SUPPLIED MATERIAL
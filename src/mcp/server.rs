//! MCP server implementation using rmcp over stdio transport.
//!
//! Bridges `tools/list` and `tools/call` to the [`ToolDispatcher`]. Each
//! call answers with a single text content block.

use std::sync::Arc;

use rmcp::model::{
    CallToolRequestParam, CallToolResult, Content, Implementation, ListToolsResult,
    PaginatedRequestParam, ServerCapabilities, ServerInfo, Tool,
};
use rmcp::service::{RequestContext, RoleServer};
use rmcp::{ErrorData as McpError, ServerHandler, ServiceExt};
use tracing::info;

use crate::error::{GraphRagError, Result};
use crate::mcp::dispatch::{JsonObject, ToolDispatcher};
use crate::mcp::envelope::ToolResponse;

const INSTRUCTIONS: &str = "GraphRAG server over a property graph. Use search_graph_context \
to find nodes, get_node_relationships to expand around one, and save_graph_context to \
persist new knowledge. Movie tools: search_movies, get_user_preferences, recommend_movies, \
get_movie_details. query_graph runs raw SQL against the nodes/edges tables.";

// ---------------------------------------------------------------------------
// Server struct
// ---------------------------------------------------------------------------

/// GraphRAG MCP server.
///
/// Cheap to clone; all clones share one dispatcher and so one graph handle.
#[derive(Clone)]
pub struct GraphRagServer {
    dispatcher: Arc<ToolDispatcher>,
}

impl GraphRagServer {
    pub fn new(dispatcher: Arc<ToolDispatcher>) -> Self {
        Self { dispatcher }
    }

    /// MCP descriptors for every enabled tool.
    pub fn tools(&self) -> Vec<Tool> {
        self.dispatcher
            .enabled_tools()
            .map(|spec| {
                Tool::new(
                    spec.name.as_str(),
                    spec.description,
                    Arc::new(spec.input_schema.clone()),
                )
            })
            .collect()
    }

    fn call(&self, name: &str, arguments: Option<JsonObject>) -> CallToolResult {
        let arguments = arguments.unwrap_or_default();
        into_call_result(self.dispatcher.dispatch(name, &arguments))
    }
}

fn into_call_result(response: ToolResponse) -> CallToolResult {
    let content = vec![Content::text(response.text)];
    if response.is_error {
        CallToolResult::error(content)
    } else {
        CallToolResult::success(content)
    }
}

// ---------------------------------------------------------------------------
// ServerHandler impl
// ---------------------------------------------------------------------------

impl ServerHandler for GraphRagServer {
    fn get_info(&self) -> ServerInfo {
        ServerInfo {
            instructions: Some(INSTRUCTIONS.into()),
            capabilities: ServerCapabilities::builder().enable_tools().build(),
            server_info: Implementation {
                name: "graphrag".into(),
                version: env!("CARGO_PKG_VERSION").into(),
                ..Implementation::from_build_env()
            },
            ..Default::default()
        }
    }

    async fn list_tools(
        &self,
        _request: Option<PaginatedRequestParam>,
        _context: RequestContext<RoleServer>,
    ) -> std::result::Result<ListToolsResult, McpError> {
        Ok(ListToolsResult::with_all_items(self.tools()))
    }

    async fn call_tool(
        &self,
        request: CallToolRequestParam,
        _context: RequestContext<RoleServer>,
    ) -> std::result::Result<CallToolResult, McpError> {
        Ok(self.call(request.name.as_ref(), request.arguments))
    }
}

// ---------------------------------------------------------------------------
// Public entry point: run the MCP server over stdio
// ---------------------------------------------------------------------------

/// Serve MCP on stdin/stdout until the client disconnects, then release
/// the graph connection.
pub async fn run_server(dispatcher: Arc<ToolDispatcher>) -> Result<()> {
    let server = GraphRagServer::new(Arc::clone(&dispatcher));
    info!(
        db_path = %dispatcher.config().database.path,
        tools = server.tools().len(),
        "starting MCP server on stdio"
    );

    let running = server
        .serve(rmcp::transport::stdio())
        .await
        .map_err(|e| GraphRagError::Mcp(e.to_string()))?;
    let quit_reason = running
        .waiting()
        .await
        .map_err(|e| GraphRagError::Mcp(e.to_string()))?;

    dispatcher.close();
    info!(reason = ?quit_reason, metrics = %dispatcher.metrics().to_json(), "MCP server stopped");
    Ok(())
}

// ---------------------------------------------------------------------------
// Tests
// ---------------------------------------------------------------------------
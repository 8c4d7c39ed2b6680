use std::path::Path;

use tracing::{debug, info};

use crate::{
    config::Config,
    content::{ContentDocument, ContentKind},
    error::ContentError,
    import::{read_records, Acceptance, PartnerRecord, SpeakerRecord},
    writer::ContentWriter,
};

#[derive(Debug, Clone, Copy, Default, PartialEq, Eq)]
pub struct GenerationReport {
    pub rows_read: usize,
    pub rows_skipped: usize,
    pub speakers: usize,
    pub sessions: usize,
    pub partners: usize,
}

impl GenerationReport {
    fn record_written(&mut self, kind: ContentKind) {
        match kind {
            ContentKind::Speaker => self.speakers += 1,
            ContentKind::Session => self.sessions += 1,
            ContentKind::Partner => self.partners += 1,
        }
    }

    pub fn documents_written(&self) -> usize {
        self.speakers + self.sessions + self.partners
    }
}

impl std::ops::AddAssign for GenerationReport {
    fn add_assign(&mut self, other: Self) {
        self.rows_read += other.rows_read;
        self.rows_skipped += other.rows_skipped;
        self.speakers += other.speakers;
        self.sessions += other.sessions;
        self.partners += other.partners;
    }
}

/// Writes a speaker page for every accepted row, plus a session page for rows
/// that carry a session id. Stops at the first failing row.
pub fn generate_speakers(
    input: &Path,
    writer: &ContentWriter,
) -> Result<GenerationReport, ContentError> {
    let speakers: Vec<SpeakerRecord> = read_records(input)?;
    let mut report = GenerationReport {
        rows_read: speakers.len(),
        ..Default::default()
    };

    for speaker in speakers.iter() {
        if !speaker.is_accepted() {
            debug!("Skipping speaker {} with state {:?}", speaker.id, speaker.state);
            report.rows_skipped += 1;
            continue;
        }

        // Map the session before writing anything so a bad talk format leaves no file for this row
        let session = speaker
            .session()
            .map(|s| ContentDocument::for_session(&s))
            .transpose()?;

        let documents = std::iter::once(ContentDocument::for_speaker(speaker)).chain(session);
        for document in documents {
            writer.write(&document)?;
            report.record_written(document.kind());
        }
    }

    info!(
        "Generated {} speakers and {} sessions from {} ({} rows skipped)",
        report.speakers,
        report.sessions,
        input.display(),
        report.rows_skipped
    );
    Ok(report)
}

pub fn generate_partners(
    input: &Path,
    locale: &str,
    writer: &ContentWriter,
) -> Result<GenerationReport, ContentError> {
    let partners: Vec<PartnerRecord> = read_records(input)?;
    let mut report = GenerationReport {
        rows_read: partners.len(),
        ..Default::default()
    };

    for partner in partners.iter() {
        if !partner.is_accepted() {
            debug!("Skipping partner {} without logo", partner.key);
            report.rows_skipped += 1;
            continue;
        }

        let document = ContentDocument::for_partner(partner, locale);
        writer.write(&document)?;
        report.record_written(document.kind());
    }

    info!(
        "Generated {} partners from {} ({} rows skipped)",
        report.partners,
        input.display(),
        report.rows_skipped
    );
    Ok(report)
}

/// Speakers (with their sessions) first, then partners.
pub fn generate_all(config: &Config) -> Result<GenerationReport, ContentError> {
    let writer = ContentWriter::new(&config.output_dir);

    let mut report = generate_speakers(&config.speakers_path(), &writer)?;
    report += generate_partners(&config.partners_path(), &config.locale, &writer)?;

    Ok(report)
}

INSTRUCTIONS FOR THE TASK
Reproduce every line above containing "usize".

SOLVED PROBLEM
    pub rows_read: usize,
    pub rows_skipped: usize,
    pub speakers: usize,
    pub sessions: usize,
    pub partners: usize,
    pub fn documents_written(&self) -> usize {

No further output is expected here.